◆ Exercise aim: Your answer should be a faithful copy of the entire listing.

◆ Data under study:

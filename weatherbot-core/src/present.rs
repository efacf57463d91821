//! Rich-message views over a [`ForecastPayload`].
//!
//! Every view is pure: it takes the already-fetched payload and the
//! user's [`LocationQuery`] and returns an [`Embed`]. Failure handling
//! happens upstream in [`crate::bot`].

use chrono::{DateTime, Duration, Utc};
use serde::Serialize;

use crate::model::{ForecastPayload, LocationQuery};

/// Only the first this-many hourly slots feed the rain view.
pub const RAIN_WINDOW_HOURS: usize = 12;

/// Slots must be strictly above this probability to be listed.
pub const RAIN_THRESHOLD: f64 = 0.10;

pub const NO_RAIN_MESSAGE: &str = "No significant chance of rain in the next 12 hours. ☀️";
pub const FOOTER_TEXT: &str = "Data provided by OpenWeatherMap";

pub const COMPASS_POINTS: [&str; 8] = ["N", "NE", "E", "SE", "S", "SW", "W", "NW"];

/// Embed colours, matching the platform's named palette.
pub mod colors {
    pub const BLUE: u32 = 0x3498DB;
    pub const DARK_BLUE: u32 = 0x206694;
    pub const LIGHT_GREY: u32 = 0x979C9F;
}

#[derive(Debug, Clone, PartialEq, Eq, Serialize)]
pub struct EmbedField {
    pub name: String,
    pub value: String,
    pub inline: bool,
}

/// Host-agnostic rich message.
#[derive(Debug, Clone, Default, PartialEq, Eq, Serialize)]
pub struct Embed {
    pub title: String,
    pub description: Option<String>,
    pub fields: Vec<EmbedField>,
    pub thumbnail_url: Option<String>,
    pub footer: Option<String>,
    pub color: Option<u32>,
}

impl Embed {
    pub fn new(title: impl Into<String>) -> Self {
        Self { title: title.into(), ..Self::default() }
    }

    pub fn description(mut self, text: impl Into<String>) -> Self {
        self.description = Some(text.into());
        self
    }

    pub fn field(mut self, name: impl Into<String>, value: impl Into<String>, inline: bool) -> Self {
        self.fields.push(EmbedField { name: name.into(), value: value.into(), inline });
        self
    }

    pub fn thumbnail(mut self, url: impl Into<String>) -> Self {
        self.thumbnail_url = Some(url.into());
        self
    }

    pub fn footer(mut self, text: impl Into<String>) -> Self {
        self.footer = Some(text.into());
        self
    }

    pub fn color(mut self, color: u32) -> Self {
        self.color = Some(color);
        self
    }

    /// Value of the first field called `name`.
    pub fn field_value(&self, name: &str) -> Option<&str> {
        self.fields.iter().find(|f| f.name == name).map(|f| f.value.as_str())
    }
}

pub fn icon_url(icon_id: &str) -> String {
    format!("http://openweathermap.org/img/wn/{icon_id}@2x.png")
}

/// General conditions summary.
pub fn overview(query: &LocationQuery, payload: &ForecastPayload) -> Embed {
    let current = &payload.current;

    Embed::new(format!("Weather Overview for {}", query.display_name()))
        .description(format!("It's currently **{}**.", current.weather_description))
        .color(colors::BLUE)
        .field("Temperature", format!("{}°F", current.temperature_f), true)
        .field("Feels Like", format!("{}°F", current.feels_like_f), true)
        .field("Humidity", format!("{}%", current.humidity_pct), true)
        .thumbnail(icon_url(&current.weather_icon_id))
        .footer(FOOTER_TEXT)
}

/// Hour-by-hour precipitation outlook.
pub fn rain(query: &LocationQuery, payload: &ForecastPayload) -> Embed {
    let lines = rain_lines(payload);
    let description = if lines.is_empty() { NO_RAIN_MESSAGE.to_string() } else { lines.join("\n") };

    Embed::new(format!("🌧️ Hourly Rain Forecast for {}", query.display_name()))
        .color(colors::DARK_BLUE)
        .description(description)
}

/// One line per qualifying slot, in payload order.
pub fn rain_lines(payload: &ForecastPayload) -> Vec<String> {
    payload
        .hourly
        .iter()
        .take(RAIN_WINDOW_HOURS)
        .filter(|slot| slot.precipitation_probability > RAIN_THRESHOLD)
        .map(|slot| {
            format!(
                "**{}**: {}% chance of rain",
                local_time_label(slot.timestamp_utc, payload.utc_offset_seconds),
                (slot.precipitation_probability * 100.0) as i64,
            )
        })
        .collect()
}

/// Current wind speed and direction.
pub fn wind(query: &LocationQuery, payload: &ForecastPayload) -> Embed {
    let current = &payload.current;

    Embed::new(format!("💨 Wind Conditions for {}", query.display_name()))
        .color(colors::LIGHT_GREY)
        .field("Speed", format!("{} mph", current.wind_speed_mph), true)
        .field(
            "Direction",
            format!("{}°, {}", current.wind_direction_deg, compass_point(current.wind_direction_deg.into())),
            true,
        )
}

/// Eight 45° buckets centred on the cardinal and intercardinal points.
pub fn compass_point(degrees: f64) -> &'static str {
    let index = ((degrees + 22.5) / 45.0).floor().rem_euclid(8.0) as usize;
    COMPASS_POINTS[index]
}

/// 12-hour wall-clock time at `offset_seconds` from UTC, e.g. `1:00 PM`.
pub fn local_time_label(timestamp: DateTime<Utc>, offset_seconds: i64) -> String {
    let local = timestamp + Duration::seconds(offset_seconds);
    let formatted = local.format("%I:%M %p").to_string();
    match formatted.strip_prefix('0') {
        Some(rest) => rest.to_string(),
        None => formatted,
    }
}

◆ Task output:
filename weatherbot-core/src/present.rs
repository efacf57463d91821
//! Rich-message views over a [`ForecastPayload`].
//!
//! Every view is pure: it takes the already-fetched payload and the
//! user's [`LocationQuery`] and returns an [`Embed`]. Failure handling
//! happens upstream in [`crate::bot`].

use chrono::{DateTime, Duration, Utc};
use serde::Serialize;

use crate::model::{ForecastPayload, LocationQuery};

/// Only the first this-many hourly slots feed the rain view.
pub const RAIN_WINDOW_HOURS: usize = 12;

/// Slots must be strictly above this probability to be listed.
pub const RAIN_THRESHOLD: f64 = 0.10;

pub const NO_RAIN_MESSAGE: &str = "No significant chance of rain in the next 12 hours. ☀️";
pub const FOOTER_TEXT: &str = "Data provided by OpenWeatherMap";

pub const COMPASS_POINTS: [&str; 8] = ["N", "NE", "E", "SE", "S", "SW", "W", "NW"];

/// Embed colours, matching the platform's named palette.
pub mod colors {
    pub const BLUE: u32 = 0x3498DB;
    pub const DARK_BLUE: u32 = 0x206694;
    pub const LIGHT_GREY: u32 = 0x979C9F;
}

#[derive(Debug, Clone, PartialEq, Eq, Serialize)]
pub struct EmbedField {
    pub name: String,
    pub value: String,
    pub inline: bool,
}

/// Host-agnostic rich message.
#[derive(Debug, Clone, Default, PartialEq, Eq, Serialize)]
pub struct Embed {
    pub title: String,
    pub description: Option<String>,
    pub fields: Vec<EmbedField>,
    pub thumbnail_url: Option<String>,
    pub footer: Option<String>,
    pub color: Option<u32>,
}

impl Embed {
    pub fn new(title: impl Into<String>) -> Self {
        Self { title: title.into(), ..Self::default() }
    }

    pub fn description(mut self, text: impl Into<String>) -> Self {
        self.description = Some(text.into());
        self
    }

    pub fn field(mut self, name: impl Into<String>, value: impl Into<String>, inline: bool) -> Self {
        self.fields.push(EmbedField { name: name.into(), value: value.into(), inline });
        self
    }

    pub fn thumbnail(mut self, url: impl Into<String>) -> Self {
        self.thumbnail_url = Some(url.into());
        self
    }

    pub fn footer(mut self, text: impl Into<String>) -> Self {
        self.footer = Some(text.into());
        self
    }

    pub fn color(mut self, color: u32) -> Self {
        self.color = Some(color);
        self
    }

    /// Value of the first field called `name`.
    pub fn field_value(&self, name: &str) -> Option<&str> {
        self.fields.iter().find(|f| f.name == name).map(|f| f.value.as_str())
    }
}

pub fn icon_url(icon_id: &str) -> String {
    format!("http://openweathermap.org/img/wn/{icon_id}@2x.png")
}

/// General conditions summary.
pub fn overview(query: &LocationQuery, payload: &ForecastPayload) -> Embed {
    let current = &payload.current;

    Embed::new(format!("Weather Overview for {}", query.display_name()))
        .description(format!("It's currently **{}**.", current.weather_description))
        .color(colors::BLUE)
        .field("Temperature", format!("{}°F", current.temperature_f), true)
        .field("Feels Like", format!("{}°F", current.feels_like_f), true)
        .field("Humidity", format!("{}%", current.humidity_pct), true)
        .thumbnail(icon_url(&current.weather_icon_id))
        .footer(FOOTER_TEXT)
}

/// Hour-by-hour precipitation outlook.
pub fn rain(query: &LocationQuery, payload: &ForecastPayload) -> Embed {
    let lines = rain_lines(payload);
    let description = if lines.is_empty() { NO_RAIN_MESSAGE.to_string() } else { lines.join("\n") };

    Embed::new(format!("🌧️ Hourly Rain Forecast for {}", query.display_name()))
        .color(colors::DARK_BLUE)
        .description(description)
}

/// One line per qualifying slot, in payload order.
pub fn rain_lines(payload: &ForecastPayload) -> Vec<String> {
    payload
        .hourly
        .iter()
        .take(RAIN_WINDOW_HOURS)
        .filter(|slot| slot.precipitation_probability > RAIN_THRESHOLD)
        .map(|slot| {
            format!(
                "**{}**: {}% chance of rain",
                local_time_label(slot.timestamp_utc, payload.utc_offset_seconds),
                (slot.precipitation_probability * 100.0) as i64,
            )
        })
        .collect()
}

/// Current wind speed and direction.
pub fn wind(query: &LocationQuery, payload: &ForecastPayload) -> Embed {
    let current = &payload.current;

    Embed::new(format!("💨 Wind Conditions for {}", query.display_name()))
        .color(colors::LIGHT_GREY)
        .field("Speed", format!("{} mph", current.wind_speed_mph), true)
        .field(
            "Direction",
            format!("{}°, {}", current.wind_direction_deg, compass_point(current.wind_direction_deg.into())),
            true,
        )
}

/// Eight 45° buckets centred on the cardinal and intercardinal points.
pub fn compass_point(degrees: f64) -> &'static str {
    let index = ((degrees + 22.5) / 45.0).floor().rem_euclid(8.0) as usize;
    COMPASS_POINTS[index]
}

/// 12-hour wall-clock time at `offset_seconds` from UTC, e.g. `1:00 PM`.
pub fn local_time_label(timestamp: DateTime<Utc>, offset_seconds: i64) -> String {
    let local = timestamp + Duration::seconds(offset_seconds);
    let formatted = local.format("%I:%M %p").to_string();
    match formatted.strip_prefix('0') {
        Some(rest) => rest.to_string(),
        None => formatted,
    }
}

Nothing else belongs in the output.